It further provides support for Machine Learning operations by allowing users to take advantage of BigQuery ML functionality. BigQuery ML enables users to develop and train various Machine Learning Models by using built-in SQL capabilities to query data from the desired database.

Key Features of Google BigQuery

Some of the key features of Google BigQuery are as follows:

  • Scalability: To provide consumers with true Scalability and consistent Performance, Google BigQuery leverages Massively Parallel Computing and a Highly Scalable Secure Storage Engine.

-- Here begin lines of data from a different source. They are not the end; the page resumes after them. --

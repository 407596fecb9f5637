// Parsers for hierarchy files (OBO, InterPro tree) and annotation files (GAF, InterPro)

pub mod gaf;
pub mod interpro;
pub mod obo;
pub mod treefile;

pub use gaf::{GafFile, GafParser, GafVersion};
pub use interpro::{InterProEntry, InterProGoMapping, InterProMatch, InterProParser};
pub use obo::OboParser;
pub use treefile::TreeFileParser;

use crate::error::OntologyError;
use crate::models::{RelationshipType, Term, TermId};

/// Direction in which a parser discovered its edges
#[derive(Debug, Clone, Copy, PartialEq, Eq)]
pub enum EdgeOrientation {
    ChildToParent,
    ParentToChild,
}

/// Edge as written in the source file
#[derive(Debug, Clone, PartialEq, Eq)]
pub struct HierarchyEdge {
    pub source: TermId,
    pub target: TermId,
    pub relation: RelationshipType,
}

impl HierarchyEdge {
    pub fn new(source: impl Into<TermId>, target: impl Into<TermId>, relation: RelationshipType) -> Self {
        HierarchyEdge {
            source: source.into(),
            target: target.into(),
            relation,
        }
    }
}

/// Terms and edges of a hierarchy file, before orientation is normalised
#[derive(Debug, Clone)]
pub struct ParsedHierarchy {
    pub terms: Vec<Term>,
    pub edges: Vec<HierarchyEdge>,
    pub orientation: EdgeOrientation,
}

/// Maps a failed line read; undecodable text is a format error, the rest stays I/O
pub(crate) fn line_read_error(err: std::io::Error, line_no: usize) -> OntologyError {
    if err.kind() == std::io::ErrorKind::InvalidData {
        OntologyError::format(format!("line {}: {}", line_no, err))
    } else {
        OntologyError::Io(err)
    }
}
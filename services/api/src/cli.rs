use crate::demo::{run_demo, run_questions, run_score, DemoArgs, ScoreArgs};
use crate::server;
use clap::{Args, Parser, Subcommand};
use market_clarity::error::AppError;

#[derive(Parser, Debug)]
#[command(
    name = "Internal Market Clarity Diagnostic",
    about = "Serve and run the Internal Market Clarity Diagnostic from the command line",
    version
)]
struct Cli {
    #[command(subcommand)]
    command: Option<Command>,
}

#[derive(Subcommand, Debug)]
enum Command {
    /// Start the HTTP service (default command)
    Serve(ServeArgs),
    /// Inspect the questionnaire or score an answer set
    Diagnostic {
        #[command(subcommand)]
        command: DiagnosticCommand,
    },
    /// Score a few canned profiles and print their interpretations
    Demo(DemoArgs),
}

#[derive(Subcommand, Debug)]
enum DiagnosticCommand {
    /// Print every dimension and its questions
    Questions,
    /// Score an answer set and print the resulting profile
    Score(ScoreArgs),
}

#[derive(Args, Debug, Default)]
pub(crate) struct ServeArgs {
    /// Override the configured host for the HTTP server
    #[arg(long)]
    pub(crate) host: Option<String>,
    /// Override the configured port for the HTTP server
    #[arg(long)]
    pub(crate) port: Option<u16>,
}

pub(crate) async fn run() -> Result<(), AppError> {
    let cli = Cli::parse();
    let command = cli
        .command
        .unwrap_or_else(|| Command::Serve(ServeArgs::default()));

    match command {
        Command::Serve(args) => server::run(args).await,
        Command::Diagnostic {
            command: DiagnosticCommand::Questions,
        } => {
            run_questions();
            Ok(())
        }
        Command::Diagnostic {
            command: DiagnosticCommand::Score(args),
        } => run_score(args),
        Command::Demo(args) => run_demo(args),
    }
}
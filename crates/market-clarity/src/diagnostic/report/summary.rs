use super::super::copy::WORKSHOP_CALLOUT_MIN_GAPS;
use super::super::domain::DimensionResult;
use super::super::engine::DiagnosticOutcome;
use super::super::patterns::PatternInterpretation;
use super::views::{DiagnosticReport, DimensionResultView, PatternView, ReflectionView};

impl DiagnosticReport {
    pub fn from_outcome(outcome: &DiagnosticOutcome) -> Self {
        let gap_count = outcome.gaps().count();

        Self {
            results: outcome.results.iter().map(result_view).collect(),
            patterns: outcome.patterns.iter().map(|pattern| pattern_view(pattern)).collect(),
            total_score: outcome.total_score(),
            max_total_score: outcome.max_total_score(),
            gap_count,
            show_workshop_callout: gap_count >= WORKSHOP_CALLOUT_MIN_GAPS,
        }
    }
}

impl DiagnosticOutcome {
    pub fn report(&self) -> DiagnosticReport {
        DiagnosticReport::from_outcome(self)
    }
}

fn result_view(result: &DimensionResult<'_>) -> DimensionResultView {
    let dimension = result.dimension;
    DimensionResultView {
        dimension_id: dimension.id,
        name: dimension.name,
        subtitle: dimension.subtitle,
        score: result.score,
        max_score: result.max_score,
        percentage: result.percentage,
        status: result.status,
        status_label: result.status.label(),
        reflection: result
            .reflection()
            .map(|(reflection, prompt)| ReflectionView { reflection, prompt }),
    }
}

pub(crate) fn pattern_view(pattern: &PatternInterpretation) -> PatternView {
    PatternView {
        id: pattern.id,
        label: pattern.label,
        description: pattern.description,
    }
}
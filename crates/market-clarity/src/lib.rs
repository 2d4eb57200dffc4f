pub mod config;
pub mod diagnostic;
pub mod error;
pub mod telemetry;
use crate::config::TelemetryConfig;
use std::fmt;
use tracing_subscriber::filter::ParseError;
use tracing_subscriber::EnvFilter;

#[derive(Debug)]
pub enum TelemetryError {
    EnvFilter { value: String, source: ParseError },
    Subscriber(Box<dyn std::error::Error + Send + Sync>),
}

impl fmt::Display for TelemetryError {
    fn fmt(&self, f: &mut fmt::Formatter<'_>) -> fmt::Result {
        match self {
            TelemetryError::EnvFilter { value, .. } => {
                write!(f, "invalid log level/filter '{value}'")
            }
            TelemetryError::Subscriber(err) => write!(f, "subscriber already installed: {err}"),
        }
    }
}

impl std::error::Error for TelemetryError {
    fn source(&self) -> Option<&(dyn std::error::Error + 'static)> {
        match self {
            TelemetryError::EnvFilter { source, .. } => Some(source),
            TelemetryError::Subscriber(err) => Some(&**err),
        }
    }
}

/// `RUST_LOG` wins over the configured level when it parses.
fn build_filter(config: &TelemetryConfig) -> Result<EnvFilter, TelemetryError> {
    if let Ok(filter) = EnvFilter::try_from_default_env() {
        return Ok(filter);
    }

    EnvFilter::try_new(&config.log_level).map_err(|source| TelemetryError::EnvFilter {
        value: config.log_level.clone(),
        source,
    })
}

pub fn init(config: &TelemetryConfig) -> Result<(), TelemetryError> {
    let env_filter = build_filter(config)?;

    tracing_subscriber::fmt()
        .with_env_filter(env_filter)
        .with_target(false)
        .compact()
        .with_ansi(false)
        .try_init()
        .map_err(TelemetryError::Subscriber)
}
use super::catalog::DIMENSIONS;
use super::config::{DiagnosticConfig, IncompleteAnswerPolicy};
use super::domain::{AnswerSet, Dimension, DimensionResult, QuestionId, Status};
use super::patterns::{match_patterns, PatternInterpretation};
use super::scoring::{score_catalog, total_score};
use tracing::{debug, warn};

/// Stateless evaluator applying the answer policy, scorer, and pattern matcher.
#[derive(Debug, Clone)]
pub struct DiagnosticEngine {
    config: DiagnosticConfig,
    catalog: &'static [Dimension],
}

impl DiagnosticEngine {
    pub fn new(config: DiagnosticConfig) -> Self {
        Self::with_catalog(config, DIMENSIONS)
    }

    pub fn with_catalog(config: DiagnosticConfig, catalog: &'static [Dimension]) -> Self {
        Self { config, catalog }
    }

    pub fn config(&self) -> &DiagnosticConfig {
        &self.config
    }

    pub fn catalog(&self) -> &'static [Dimension] {
        self.catalog
    }

    pub fn evaluate(&self, answers: &AnswerSet) -> Result<DiagnosticOutcome, DiagnosticError> {
        let unknown = answers.unknown(self.catalog);
        if !unknown.is_empty() {
            debug!(ignored = unknown.len(), "ignoring answers for unknown question ids");
        }

        let missing = answers.missing(self.catalog);
        if !missing.is_empty() {
            match self.config.incomplete_answers {
                IncompleteAnswerPolicy::Reject => {
                    return Err(DiagnosticError::IncompleteAnswers { missing });
                }
                IncompleteAnswerPolicy::TreatAsNo => {
                    warn!(
                        missing = missing.len(),
                        "scoring incomplete answer set with missing answers as no"
                    );
                }
            }
        }

        let results = score_catalog(self.catalog, answers);
        let patterns = match_patterns(&results);
        debug!(
            total_score = total_score(&results),
            matched = patterns.len(),
            "diagnostic evaluated"
        );

        Ok(DiagnosticOutcome { results, patterns })
    }
}

impl Default for DiagnosticEngine {
    fn default() -> Self {
        Self::new(DiagnosticConfig::default())
    }
}

/// Scored dimensions in catalog order plus every matched interpretation.
#[derive(Debug, Clone, PartialEq)]
pub struct DiagnosticOutcome {
    pub results: Vec<DimensionResult<'static>>,
    pub patterns: Vec<&'static PatternInterpretation>,
}

impl DiagnosticOutcome {
    pub fn total_score(&self) -> u16 {
        total_score(&self.results)
    }

    pub fn max_total_score(&self) -> u16 {
        self.results
            .iter()
            .map(|result| u16::from(result.max_score))
            .sum()
    }

    /// Dimensions that are not green.
    pub fn gaps(&self) -> impl Iterator<Item = &DimensionResult<'static>> {
        self.results
            .iter()
            .filter(|result| result.status != Status::Green)
    }

    pub fn result(&self, dimension_id: &str) -> Option<&DimensionResult<'static>> {
        self.results
            .iter()
            .find(|result| result.dimension_id() == dimension_id)
    }

    pub fn matched(&self, pattern_id: &str) -> bool {
        self.patterns.iter().any(|pattern| pattern.id == pattern_id)
    }
}

#[derive(Debug, Clone, PartialEq, Eq, thiserror::Error)]
pub enum DiagnosticError {
    #[error("answer set is incomplete; missing question ids: {}", join_ids(.missing))]
    IncompleteAnswers { missing: Vec<QuestionId> },
}

fn join_ids(ids: &[QuestionId]) -> String {
    ids.iter()
        .map(QuestionId::to_string)
        .collect::<Vec<_>>()
        .join(", ")
}
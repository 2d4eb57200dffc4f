use super::super::domain::QuestionId;
use serde::Deserialize;
use std::io::Read;

#[derive(Debug)]
pub(crate) struct AnswerRecord {
    pub(crate) line: u64,
    pub(crate) question_id: QuestionId,
    pub(crate) raw_answer: String,
}

/// Line numbers come from the reader's record positions, so skipped blank
/// lines are still counted.
pub(crate) fn parse_records<R: Read>(reader: R) -> Result<Vec<AnswerRecord>, csv::Error> {
    let mut csv_reader = csv::ReaderBuilder::new()
        .trim(csv::Trim::All)
        .from_reader(reader);
    let headers = csv_reader.headers()?.clone();
    let mut record = csv::StringRecord::new();
    let mut records = Vec::new();

    while csv_reader.read_record(&mut record)? {
        let row: AnswerRow = record.deserialize(Some(&headers))?;
        records.push(AnswerRecord {
            line: record.position().map_or(0, |position| position.line()),
            question_id: QuestionId(row.question_id),
            raw_answer: row.answer,
        });
    }

    Ok(records)
}

#[derive(Debug, Deserialize)]
struct AnswerRow {
    #[serde(alias = "Question ID", alias = "id")]
    question_id: u32,
    #[serde(alias = "Answer")]
    answer: String,
}

pub(crate) fn parse_answer(raw: &str) -> Option<bool> {
    match raw.trim().to_ascii_lowercase().as_str() {
        "yes" | "y" | "true" | "1" => Some(true),
        "no" | "n" | "false" | "0" => Some(false),
        _ => None,
    }
}
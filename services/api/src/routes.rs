use crate::infra::AppState;
use axum::http::{header, StatusCode};
use axum::response::IntoResponse;
use axum::Extension;
use axum::Json;
use market_clarity::diagnostic::{diagnostic_router, DiagnosticEngine};
use serde_json::json;
use std::sync::Arc;

pub(crate) fn with_diagnostic_routes(engine: Arc<DiagnosticEngine>) -> axum::Router {
    diagnostic_router(engine)
        .route("/health", axum::routing::get(healthcheck))
        .route("/ready", axum::routing::get(readiness_endpoint))
        .route("/metrics", axum::routing::get(metrics_endpoint))
}

pub(crate) async fn healthcheck() -> Json<serde_json::Value> {
    Json(json!({ "status": "ok" }))
}

pub(crate) async fn readiness_endpoint(Extension(state): Extension<AppState>) -> impl IntoResponse {
    let ready = state.readiness.load(std::sync::atomic::Ordering::Relaxed);
    let status = if ready {
        StatusCode::OK
    } else {
        StatusCode::SERVICE_UNAVAILABLE
    };

    let payload = if ready {
        json!({ "status": "ready" })
    } else {
        json!({ "status": "initializing" })
    };

    (status, Json(payload))
}

pub(crate) async fn metrics_endpoint(Extension(state): Extension<AppState>) -> impl IntoResponse {
    (
        StatusCode::OK,
        [(header::CONTENT_TYPE, "text/plain; version=0.0.4")],
        state.metrics.render(),
    )
}
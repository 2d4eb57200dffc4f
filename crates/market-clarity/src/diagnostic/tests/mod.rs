mod common;
mod patterns;
mod routing;
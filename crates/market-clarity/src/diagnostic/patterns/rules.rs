use super::super::catalog::{
    ADOPTION_COST_AWARENESS, INTERNAL_CUSTOMER_IDENTIFICATION, TRIANGLE_HEALTH, VP_TRANSLATION,
};
use super::super::domain::{DimensionResult, Status};
use super::super::scoring::total_score;
use serde::{Deserialize, Serialize};

/// Whole-profile score at or below which discovery work comes before any pilot.
pub const FOUNDATION_TOTAL_SCORE_CEILING: u16 = 8;

/// Closed set of interpretation conditions.
#[derive(Debug, Clone, Copy, PartialEq, Eq, Hash, Serialize, Deserialize)]
#[serde(rename_all = "kebab-case")]
pub enum PatternRule {
    FundedNotAdopted,
    TranslationGap,
    AdoptionCostBlindness,
    TriangleMisread,
    FoundationBeforePilots,
}

impl PatternRule {
    /// A dimension the rule needs but cannot find makes the rule non-matching.
    pub fn matches(self, results: &[DimensionResult<'_>]) -> bool {
        let vp = status_of(results, VP_TRANSLATION);
        let cost = status_of(results, ADOPTION_COST_AWARENESS);

        match self {
            Self::FundedNotAdopted => match (vp, cost) {
                (Some(vp), Some(cost)) => vp == Status::Red && cost == Status::Red,
                _ => false,
            },
            Self::TranslationGap => {
                match (status_of(results, INTERNAL_CUSTOMER_IDENTIFICATION), vp, cost) {
                    (Some(customer), Some(vp), Some(cost)) => {
                        customer.is_established() && vp == Status::Red && cost.is_established()
                    }
                    _ => false,
                }
            }
            Self::AdoptionCostBlindness => match (vp, cost) {
                (Some(vp), Some(cost)) => vp.is_established() && cost == Status::Red,
                _ => false,
            },
            Self::TriangleMisread => {
                status_of(results, TRIANGLE_HEALTH) == Some(Status::Red)
                    && results.iter().any(|result| {
                        result.dimension_id() != TRIANGLE_HEALTH && result.status.is_established()
                    })
            }
            Self::FoundationBeforePilots => total_score(results) <= FOUNDATION_TOTAL_SCORE_CEILING,
        }
    }
}

fn status_of(results: &[DimensionResult<'_>], dimension_id: &str) -> Option<Status> {
    results
        .iter()
        .find(|result| result.dimension_id() == dimension_id)
        .map(|result| result.status)
}
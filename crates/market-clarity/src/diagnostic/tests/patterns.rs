use super::common::*;
use crate::diagnostic::catalog::{
    ADOPTION_COST_AWARENESS, CHANNEL_CLASSIFICATION_ALIGNMENT, INTERNAL_CUSTOMER_IDENTIFICATION,
    TRIANGLE_HEALTH, VP_TRANSLATION,
};
use crate::diagnostic::domain::DimensionResult;
use crate::diagnostic::patterns::{
    match_patterns, pattern, PatternRule, FOUNDATION_TOTAL_SCORE_CEILING,
    PATTERN_INTERPRETATIONS,
};
use crate::diagnostic::scoring::{score_all, total_score};

fn matched_ids(results: &[DimensionResult<'_>]) -> Vec<&'static str> {
    match_patterns(results)
        .into_iter()
        .map(|pattern| pattern.id)
        .collect()
}

#[test]
fn interpretations_are_declared_in_rule_order() {
    let ids: Vec<&str> = PATTERN_INTERPRETATIONS
        .iter()
        .map(|pattern| pattern.id)
        .collect();
    assert_eq!(
        ids,
        vec![
            "funded-not-adopted",
            "translation-gap",
            "adoption-cost-blindness",
            "triangle-misread",
            "foundation-before-pilots",
        ]
    );
    let foundation = pattern("foundation-before-pilots").expect("declared");
    assert_eq!(foundation.rule, PatternRule::FoundationBeforePilots);
    assert_eq!(foundation.label, "Foundation before pilots");
}

#[test]
fn all_yes_matches_nothing() {
    let results = score_all(&all_yes());
    assert!(matched_ids(&results).is_empty());
}

#[test]
fn all_no_matches_funded_not_adopted_and_foundation_only() {
    let results = score_all(&all_no());
    assert_eq!(
        matched_ids(&results),
        vec!["funded-not-adopted", "foundation-before-pilots"]
    );
}

#[test]
fn vp_at_threshold_with_amber_cost_is_a_translation_gap() {
    let results = results_with_scores(&[(VP_TRANSLATION, 2), (ADOPTION_COST_AWARENESS, 3)]);

    assert!(!PatternRule::FundedNotAdopted.matches(&results));
    assert!(!PatternRule::AdoptionCostBlindness.matches(&results));
    assert!(PatternRule::TranslationGap.matches(&results));
    assert_eq!(matched_ids(&results), vec!["translation-gap"]);
}

#[test]
fn red_vp_and_red_cost_is_funded_not_adopted() {
    let results = results_with_scores(&[(VP_TRANSLATION, 2), (ADOPTION_COST_AWARENESS, 2)]);
    assert_eq!(matched_ids(&results), vec!["funded-not-adopted"]);
}

#[test]
fn translation_gap_needs_identified_customers() {
    let results = results_with_scores(&[
        (INTERNAL_CUSTOMER_IDENTIFICATION, 2),
        (VP_TRANSLATION, 0),
        (ADOPTION_COST_AWARENESS, 4),
    ]);
    assert!(!PatternRule::TranslationGap.matches(&results));

    let amber_customer = results_with_scores(&[
        (INTERNAL_CUSTOMER_IDENTIFICATION, 3),
        (VP_TRANSLATION, 0),
        (ADOPTION_COST_AWARENESS, 4),
    ]);
    assert!(PatternRule::TranslationGap.matches(&amber_customer));
}

#[test]
fn established_vp_with_red_cost_is_cost_blindness() {
    let results = results_with_scores(&[(VP_TRANSLATION, 3), (ADOPTION_COST_AWARENESS, 0)]);
    assert_eq!(matched_ids(&results), vec!["adoption-cost-blindness"]);
}

#[test]
fn red_triangle_with_established_neighbours_is_misread() {
    let results = results_with_scores(&[(TRIANGLE_HEALTH, 1)]);
    assert_eq!(matched_ids(&results), vec!["triangle-misread"]);
}

#[test]
fn red_triangle_alone_among_red_dimensions_is_not_misread() {
    let results = results_with_scores(&[
        (INTERNAL_CUSTOMER_IDENTIFICATION, 2),
        (VP_TRANSLATION, 2),
        (ADOPTION_COST_AWARENESS, 2),
        (TRIANGLE_HEALTH, 0),
        (CHANNEL_CLASSIFICATION_ALIGNMENT, 1),
    ]);
    assert_eq!(total_score(&results), 7);
    assert!(!PatternRule::TriangleMisread.matches(&results));
    assert_eq!(
        matched_ids(&results),
        vec!["funded-not-adopted", "foundation-before-pilots"]
    );
}

#[test]
fn foundation_gate_uses_the_absolute_total() {
    let at_ceiling = results_with_scores(&[
        (ADOPTION_COST_AWARENESS, 0),
        (TRIANGLE_HEALTH, 0),
        (CHANNEL_CLASSIFICATION_ALIGNMENT, 0),
    ]);
    assert_eq!(total_score(&at_ceiling), FOUNDATION_TOTAL_SCORE_CEILING);
    assert_eq!(
        matched_ids(&at_ceiling),
        vec![
            "adoption-cost-blindness",
            "triangle-misread",
            "foundation-before-pilots",
        ]
    );

    let above_ceiling = results_with_scores(&[
        (ADOPTION_COST_AWARENESS, 0),
        (TRIANGLE_HEALTH, 0),
        (CHANNEL_CLASSIFICATION_ALIGNMENT, 1),
    ]);
    assert_eq!(total_score(&above_ceiling), 9);
    assert!(!PatternRule::FoundationBeforePilots.matches(&above_ceiling));
}

#[test]
fn missing_triangle_result_only_disables_triangle_misread() {
    let results: Vec<_> = results_with_scores(&[
        (VP_TRANSLATION, 2),
        (ADOPTION_COST_AWARENESS, 2),
        (TRIANGLE_HEALTH, 0),
    ])
    .into_iter()
    .filter(|result| result.dimension_id() != TRIANGLE_HEALTH)
    .collect();

    assert!(!PatternRule::TriangleMisread.matches(&results));
    assert_eq!(matched_ids(&results), vec!["funded-not-adopted"]);
}

#[test]
fn missing_vp_result_disables_vp_rules() {
    let results: Vec<_> = score_all(&all_no())
        .into_iter()
        .filter(|result| result.dimension_id() != VP_TRANSLATION)
        .collect();

    assert!(!PatternRule::FundedNotAdopted.matches(&results));
    assert!(!PatternRule::TranslationGap.matches(&results));
    assert!(!PatternRule::AdoptionCostBlindness.matches(&results));
    assert_eq!(matched_ids(&results), vec!["foundation-before-pilots"]);
}

#[test]
fn empty_results_only_satisfy_the_total_gate() {
    assert_eq!(matched_ids(&[]), vec!["foundation-before-pilots"]);
}
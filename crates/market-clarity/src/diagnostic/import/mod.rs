mod parser;

use super::domain::{AnswerSet, QuestionId};
use std::fs::File;
use std::io::Read;
use std::path::Path;

#[derive(Debug)]
pub enum AnswerImportError {
    Io(std::io::Error),
    Csv(csv::Error),
    InvalidAnswer { line: u64, value: String },
    DuplicateQuestion { line: u64, question_id: QuestionId },
}

impl std::fmt::Display for AnswerImportError {
    fn fmt(&self, f: &mut std::fmt::Formatter<'_>) -> std::fmt::Result {
        match self {
            AnswerImportError::Io(err) => write!(f, "failed to read answer sheet: {}", err),
            AnswerImportError::Csv(err) => write!(f, "invalid answer sheet CSV: {}", err),
            AnswerImportError::InvalidAnswer { line, value } => write!(
                f,
                "line {line}: '{value}' is not a yes/no answer"
            ),
            AnswerImportError::DuplicateQuestion { line, question_id } => write!(
                f,
                "line {line}: question {question_id} answered more than once"
            ),
        }
    }
}

impl std::error::Error for AnswerImportError {
    fn source(&self) -> Option<&(dyn std::error::Error + 'static)> {
        match self {
            AnswerImportError::Io(err) => Some(err),
            AnswerImportError::Csv(err) => Some(err),
            AnswerImportError::InvalidAnswer { .. }
            | AnswerImportError::DuplicateQuestion { .. } => None,
        }
    }
}

impl From<std::io::Error> for AnswerImportError {
    fn from(err: std::io::Error) -> Self {
        Self::Io(err)
    }
}

impl From<csv::Error> for AnswerImportError {
    fn from(err: csv::Error) -> Self {
        Self::Csv(err)
    }
}

/// Loads `question_id,answer` sheets into an [`AnswerSet`].
pub struct AnswerSheetImporter;

impl AnswerSheetImporter {
    pub fn from_path<P: AsRef<Path>>(path: P) -> Result<AnswerSet, AnswerImportError> {
        let file = File::open(path)?;
        Self::from_reader(file)
    }

    pub fn from_reader<R: Read>(reader: R) -> Result<AnswerSet, AnswerImportError> {
        let records = parser::parse_records(reader)?;
        let mut answers = AnswerSet::new();

        for record in records {
            let answer = parser::parse_answer(&record.raw_answer).ok_or_else(|| {
                AnswerImportError::InvalidAnswer {
                    line: record.line,
                    value: record.raw_answer.clone(),
                }
            })?;

            if answers.record(record.question_id, answer).is_some() {
                return Err(AnswerImportError::DuplicateQuestion {
                    line: record.line,
                    question_id: record.question_id,
                });
            }
        }

        Ok(answers)
    }
}
//! Internal Market Clarity Diagnostic: questionnaire catalog, scoring, and
//! pattern interpretation.
//!
//! Answers flow through [`DiagnosticEngine::evaluate`], which applies the
//! configured [`IncompleteAnswerPolicy`], scores every dimension in catalog
//! order, and returns every interpretation whose rule holds.

pub mod catalog;
pub mod config;
pub mod copy;
pub mod domain;
pub mod engine;
pub mod import;
pub mod patterns;
pub mod report;
pub mod router;
pub mod scoring;

#[cfg(test)]
mod tests;

pub use catalog::{DIMENSIONS, QUESTION_COUNT};
pub use config::{DiagnosticConfig, IncompleteAnswerPolicy};
pub use copy::{ATTRIBUTION, COI_COPY, CTA_COPY};
pub use domain::{AnswerSet, Dimension, DimensionResult, Question, QuestionId, Status};
pub use engine::{DiagnosticEngine, DiagnosticError, DiagnosticOutcome};
pub use import::{AnswerImportError, AnswerSheetImporter};
pub use patterns::{match_patterns, PatternInterpretation, PatternRule, PATTERN_INTERPRETATIONS};
pub use report::DiagnosticReport;
pub use router::diagnostic_router;
pub use scoring::{score, score_all};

The entire Infrastructure with over a thousand machines is managed by a complex software stack.
  • Serverless: The Google BigQuery Serverless model automatically distributes processing across a large number of machines running in parallel, so any company using Google BigQuery can focus on extracting insights from data rather than configuring and maintaining the Infrastructure/Server. 
  • Storage: Google BigQuery uses a Columnar architecture to store mammoth scales of data sets. Column-based Storage has several advantages, including better Memory Utilization and the ability to scan data faster than typical Row-based Storage.
  • Integrations: Google BigQuery as part of the Google Cloud Platform (GCP) supports seamless integration with all Google products and services. Google also offers a variety of Integrations with numerous third-party services, as well as the functionality to integrate with application APIs that are not directly supported by Google.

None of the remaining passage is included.